Middle Ground #8: Berlin Blues – The German Capital as an Arts Hub




Essay / May 2022

Middle Ground #8: Berlin Blues – The German Capital as an Arts Hub
By Jacob Barnes


         I’m late again, although perhaps this delay deserves to be qualified by an asterisk. I’ve been on vacation, driving with my partner Ella through the Pacific Northwest, so I have been thinking about things other than art. However, as we drove from city to city, I had a moment to consider my relationship to the places I live and work in, reflecting on the qualities that have driven me to come to (and stay in) a given city.

While I cringe at the self-importance many newsletters are often laden with, perhaps some background is useful here: I grew up living between Dublin, Ireland, and New York City, before moving to New Hampshire for high school. I went onto Philadelphia for university, before moving to Berlin, then New York, then back to Berlin, before I finally settled in London. Between those main stops, I spent several extended periods in Los Angeles, where my father lives. In turn, Ella’s been between Australia, South Africa, Toronto, and Barcelona. Between the two of us, we hold six passports. That is to say, figuring out where to live is at best a complicated question, and more often, a deeply fraught one.

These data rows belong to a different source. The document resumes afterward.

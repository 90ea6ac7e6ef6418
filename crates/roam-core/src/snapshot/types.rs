//! Parsed map-graph shapes and snapshot catalog records.
//!
//! These mirror what the host application's map parser produces. The JSON
//! spellings are a persistence contract shared with that application.

use crate::geo::GeoPoint;
use serde::{Deserialize, Serialize};

/// One graph node of the parsed map.
#[derive(Debug, Clone, PartialEq, Serialize, Deserialize)]
pub struct MapNode {
    pub id: i64,
    pub position: GeoPoint,
}

/// One drivable edge between two nodes.
#[derive(Debug, Clone, PartialEq, Serialize, Deserialize)]
#[serde(rename_all = "camelCase")]
pub struct RoadSegment {
    pub id: i64,
    pub start_node: i64,
    pub end_node: i64,
    #[serde(rename = "length")]
    pub length_m: f64,
}

/// Catalog record describing one saved snapshot.
#[derive(Debug, Clone, PartialEq, Serialize, Deserialize)]
#[serde(rename_all = "camelCase")]
pub struct MapCacheInfo {
    /// Unix milliseconds at save time.
    pub timestamp: i64,
    /// Serialized blob size in bytes.
    pub size: u64,
    pub name: String,
    pub node_count: usize,
    pub road_segment_count: usize,
}

/// The serialized graph blob stored under the map-data key.
#[derive(Debug, Clone, Default, Serialize, Deserialize)]
#[serde(rename_all = "camelCase")]
pub(crate) struct SnapshotBlob {
    pub nodes: Vec<MapNode>,
    pub road_segments: Vec<RoadSegment>,
}
//! Web-Mercator tile mathematics.
//!
//! Pure conversions between geographic coordinates and slippy-map tile
//! indices, plus the expansion of a geographic bounding box into the tile
//! set a region download fetches. Inputs are clamped to the Mercator
//! domain so every function is total.

pub mod types;

pub use types::{GeoBounds, GeoPoint, MapTile, MAX_LAT, MAX_LON, MIN_LAT, MIN_LON};

use std::f64::consts::PI;

/// Ceiling on the tile count of a whole region download. Zoom levels that
/// would individually exceed their share of this budget are dropped,
/// coarsest first; the two finest levels are always kept.
pub const MAX_TILES_PER_REGION: usize = 1000;

/// Longitude to tile column at `zoom`. The east edge (+180°) folds into
/// the last column.
#[inline]
pub fn lon2tile(lon: f64, zoom: u8) -> u32 {
    let lon = lon.clamp(MIN_LON, MAX_LON);
    let n = 2f64.powi(zoom as i32);
    let x = ((lon + 180.0) / 360.0 * n).floor();
    x.min(n - 1.0).max(0.0) as u32
}

/// Latitude to tile row at `zoom` (row 0 at the north edge). The south
/// edge of the Mercator square folds into the last row.
#[inline]
pub fn lat2tile(lat: f64, zoom: u8) -> u32 {
    let lat = lat.clamp(MIN_LAT, MAX_LAT);
    let n = 2f64.powi(zoom as i32);
    let lat_rad = lat * PI / 180.0;
    let y = ((1.0 - lat_rad.tan().asinh() / PI) / 2.0 * n).floor();
    y.min(n - 1.0).max(0.0) as u32
}

/// Longitude of the west edge of tile column `x` at `zoom`.
#[inline]
pub fn tile2lon(x: u32, zoom: u8) -> f64 {
    let n = 2f64.powi(zoom as i32);
    x as f64 / n * 360.0 - 180.0
}

/// Latitude of the north edge of tile row `y` at `zoom`.
#[inline]
pub fn tile2lat(y: u32, zoom: u8) -> f64 {
    let n = 2f64.powi(zoom as i32);
    let inner = PI * (1.0 - 2.0 * y as f64 / n);
    inner.sinh().atan() * 180.0 / PI
}

/// Resolves a `{z}`/`{x}`/`{y}` URL template for one tile.
pub fn tile_url(template: &str, z: u8, x: u32, y: u32) -> String {
    template
        .replace("{z}", &z.to_string())
        .replace("{x}", &x.to_string())
        .replace("{y}", &y.to_string())
}

/// Expands `bounds` into the tiles to download for zoom levels
/// `min_zoom..=max_zoom`, with resolved URLs and unset paths.
///
/// Each zoom level gets an equal share of [`MAX_TILES_PER_REGION`]; a level
/// whose rectangle exceeds that share is skipped entirely, except the two
/// finest levels which are never skipped. Large regions therefore lose
/// coverage at coarse zooms rather than growing without bound.
pub fn tiles_for_region(
    bounds: &GeoBounds,
    min_zoom: u8,
    max_zoom: u8,
    url_template: &str,
) -> Vec<MapTile> {
    let mut tiles = Vec::new();
    if min_zoom > max_zoom {
        return tiles;
    }
    let levels = (max_zoom - min_zoom + 1) as usize;
    let per_zoom_cap = MAX_TILES_PER_REGION / levels;

    for zoom in min_zoom..=max_zoom {
        let x_min = lon2tile(bounds.southwest.longitude, zoom);
        let x_max = lon2tile(bounds.northeast.longitude, zoom);
        let y_min = lat2tile(bounds.northeast.latitude, zoom);
        let y_max = lat2tile(bounds.southwest.latitude, zoom);
        if x_max < x_min || y_max < y_min {
            continue;
        }

        let count = (x_max - x_min + 1) as usize * (y_max - y_min + 1) as usize;
        let finest_two = zoom >= max_zoom.saturating_sub(1);
        if count > per_zoom_cap && !finest_two {
            tracing::debug!(zoom, count, per_zoom_cap, "zoom level over tile budget, skipped");
            continue;
        }

        for x in x_min..=x_max {
            for y in y_min..=y_max {
                tiles.push(MapTile {
                    z: zoom,
                    x,
                    y,
                    url: tile_url(url_template, zoom, x, y),
                    path: None,
                });
            }
        }
    }
    tiles
}
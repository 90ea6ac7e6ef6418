//! CLI command handlers. Each command lives in its own file.

mod autoupdate;
mod check;
mod covered;
mod fetch;
mod list;
mod remove;
mod snapshot;
mod usage;
mod watch;

pub use autoupdate::run_autoupdate;
pub use check::{parse_network, run_check};
pub use covered::run_covered;
pub use fetch::{parse_point, run_fetch};
pub use list::run_list;
pub use remove::run_remove;
pub use snapshot::run_snapshot;
pub use usage::run_usage;
pub use watch::run_watch;
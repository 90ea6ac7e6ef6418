//! `roam autoupdate` – read and write the persisted update settings.

use anyhow::{bail, Result};
use chrono::{Local, TimeZone};
use roam_core::autoupdate::{AutoUpdateSettings, UpdateInterval};
use roam_core::engine::MapEngine;

use crate::cli::AutoUpdateAction;

fn parse_interval(s: &str) -> Result<UpdateInterval> {
    match s {
        "daily" => Ok(UpdateInterval::Daily),
        "weekly" => Ok(UpdateInterval::Weekly),
        "monthly" => Ok(UpdateInterval::Monthly),
        "never" => Ok(UpdateInterval::Never),
        other => bail!("unknown interval {other:?} (daily, weekly, monthly or never)"),
    }
}

fn validate_time_of_day(s: &str) -> Result<()> {
    let valid = s
        .split_once(':')
        .and_then(|(h, m)| Some((h.parse::<u32>().ok()?, m.parse::<u32>().ok()?)))
        .is_some_and(|(h, m)| h < 24 && m < 60);
    if !valid {
        bail!("time of day must be \"HH:MM\", got {s:?}");
    }
    Ok(())
}

fn print_settings(s: &AutoUpdateSettings) {
    let last = if s.last_auto_check > 0 {
        Local
            .timestamp_millis_opt(s.last_auto_check)
            .single()
            .map(|t| t.format("%Y-%m-%d %H:%M").to_string())
            .unwrap_or_else(|| "-".to_string())
    } else {
        "never".to_string()
    };
    println!("enabled:     {}", s.enabled);
    println!("wifi only:   {}", s.wifi_only);
    println!("interval:    {}", s.update_interval.as_str());
    println!("time of day: {}", s.time_of_day);
    println!("last check:  {last}");
}

pub async fn run_autoupdate(engine: &MapEngine, action: AutoUpdateAction) -> Result<()> {
    match action {
        AutoUpdateAction::Show => {
            print_settings(&engine.auto_update_settings().await);
        }
        AutoUpdateAction::Set {
            enabled,
            wifi_only,
            interval,
            time_of_day,
        } => {
            let mut settings = engine.auto_update_settings().await;
            if let Some(enabled) = enabled {
                settings.enabled = enabled;
            }
            if let Some(wifi_only) = wifi_only {
                settings.wifi_only = wifi_only;
            }
            if let Some(interval) = interval.as_deref() {
                settings.update_interval = parse_interval(interval)?;
            }
            if let Some(time) = time_of_day {
                validate_time_of_day(&time)?;
                settings.time_of_day = time;
            }
            engine.set_auto_update_settings(settings.clone()).await;
            print_settings(&settings);
        }
    }
    Ok(())
}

However, despite the options, the decision of where to go often makes itself clear, at least in the moment. Philadelphia was easy to leave once university finished and there was never enough of a pull to bring me back, while I harbour an innate distrust of the happy-go-lucky attitude LA’s — and for that matter, Australia’s — climate breeds. And sometimes the exigencies of a given situation are too strong to resist: you’re drawn to a place for a reason, and that reason could have taken you anywhere.

But the city I can never quite seem to shake is Berlin. When I wasn’t living there, I was spending a lot of time there; I would get over whenever I could squeeze in a weekend away, or make myself scarce from New York over the summer months, choosing instead to while away time in a city that can almost uniquely harbour such aimlessness. Even now, I travel almost once a month for our work at Backhaus Projects, with each trip feeling equal parts like a testament to progress and regression.

Importantly, I’ve always felt justified in doing so. When I was growing up, Berlin was entering another phase of being considered a bonafide cultural destination, and when the lull of each zeitgeist-y revolution came, and the hype around the city would wane, a new cohort of ambitious artists and writers would declare it home base, causing the cycle to start anew. I’ve always felt that even when I didn’t need to be in Berlin, I could be in Berlin and still be proximate, if not party to some of the most culturally relevant work being produced. And while the calls of Berlin becoming too expensive have now become deafening, the art-minded calculus (for the most part) still adds up: it’s a city that affords you the time and space to do exactly as you wish whenever you want, paired with a culturally-ingrained anonymity that makes a fear of failure a non-issue. Who cares if you fail with your project if no one cares enough to know you had a project in the first place?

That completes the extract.